Really just trying to understand if this is over engineering or actually good practice
I offend people with my huge namespaces, so don't take my word. but I probably wouldn't use namespaces for this
that being said, if your implementations start to grow (and continue to diverge) then splitting them in namespaces would be nice
Thanks for your input, I think you may have hit the nail on the head with splitting it up as it grows and I have a better idea of what data structures/functions are related and how
if what you want is constructors and methods, we have records and protocols for that, I'd be inclined to refocus the code to be about data flowing through rather than entities, or switch over to constructs that are explicitly designed for entity definition
I do sometimes wish that Clojure had something like first-class namespaces, which would make stuff like modeling entities as namespaces more tenable 😉 but what noisesmith said is 👌
@noisesmith So focus more on the use cases?
yes - my first approach would be to define things in terms of the operations on data
yes, and if an entity model is an improvement, that would use things that are designed for it - records implementing protocols being my first choice there
and it would probably just use / organize the functions I defined in the first pass
I see, I haven’t written any protocols yet, not entirely sure when to reach for them, is it usually when I have a function I want to call on different data types? Being able to close a ticket and a task list (for a bad example) I could have a protocol that defined a close
function and create two implementations of it for task list and task or would that be a multi method :thinking_face:
they are faster than multimethods iirc, so you want to use protocols when possible (e.g. you only need type based dispatch and not dispatch on value)
my usual decision is whether there's a group of related operations (protocols allow that) vs. a standalone polymorphic thing (multimethods allow that, with greater flexibility)
vs. a data operation that can be defined using clojure's collection ops that are already polymorphic and optimized and debugged (best option, when possible)

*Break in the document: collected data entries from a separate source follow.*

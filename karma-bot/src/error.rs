use std::{io, path::PathBuf};

use thiserror::Error;

/// Result alias used across the crate.
pub type Result<T> = std::result::Result<T, Error>;

/// Failures the bot distinguishes between.
///
/// Configuration and parse errors are fatal at startup. Network errors end
/// the session. Io errors come from persisting the karma file and are fatal,
/// since the ledger in memory no longer matches the one on disk.
#[derive(Debug, Error)]
pub enum Error {
    #[error("invalid configuration: {0}")]
    Config(String),

    #[error("karma file {path} is corrupt: {source}")]
    Parse {
        path: PathBuf,
        #[source]
        source: serde_json::Error,
    },

    #[error("network error: {0}")]
    Network(#[source] io::Error),

    #[error("failed to persist {path}: {source}")]
    Io {
        path: PathBuf,
        #[source]
        source: io::Error,
    },

    #[error("karma store is closed")]
    StoreClosed,
}

impl Error {
    pub(crate) fn io(path: impl Into<PathBuf>, source: io::Error) -> Self {
        Error::Io {
            path: path.into(),
            source,
        }
    }
}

This is all great, thank you. I’m sure it will make more sense as time goes by and I gain more experience through trial and error
I’m still interested in possibly playing around with Clojure and Corda. I am looking at https://github.com/corda/cordapp-example/blob/release-V3/kotlin-source/src/main/kotlin/com/example/flow/ExampleFlow.kt and wondering: what is the recommended way to build something like the ExampleFlow… proxy
. gen-class
?
I don't know kotlin - is that inheriting any concrete classes or just implementing interfaces?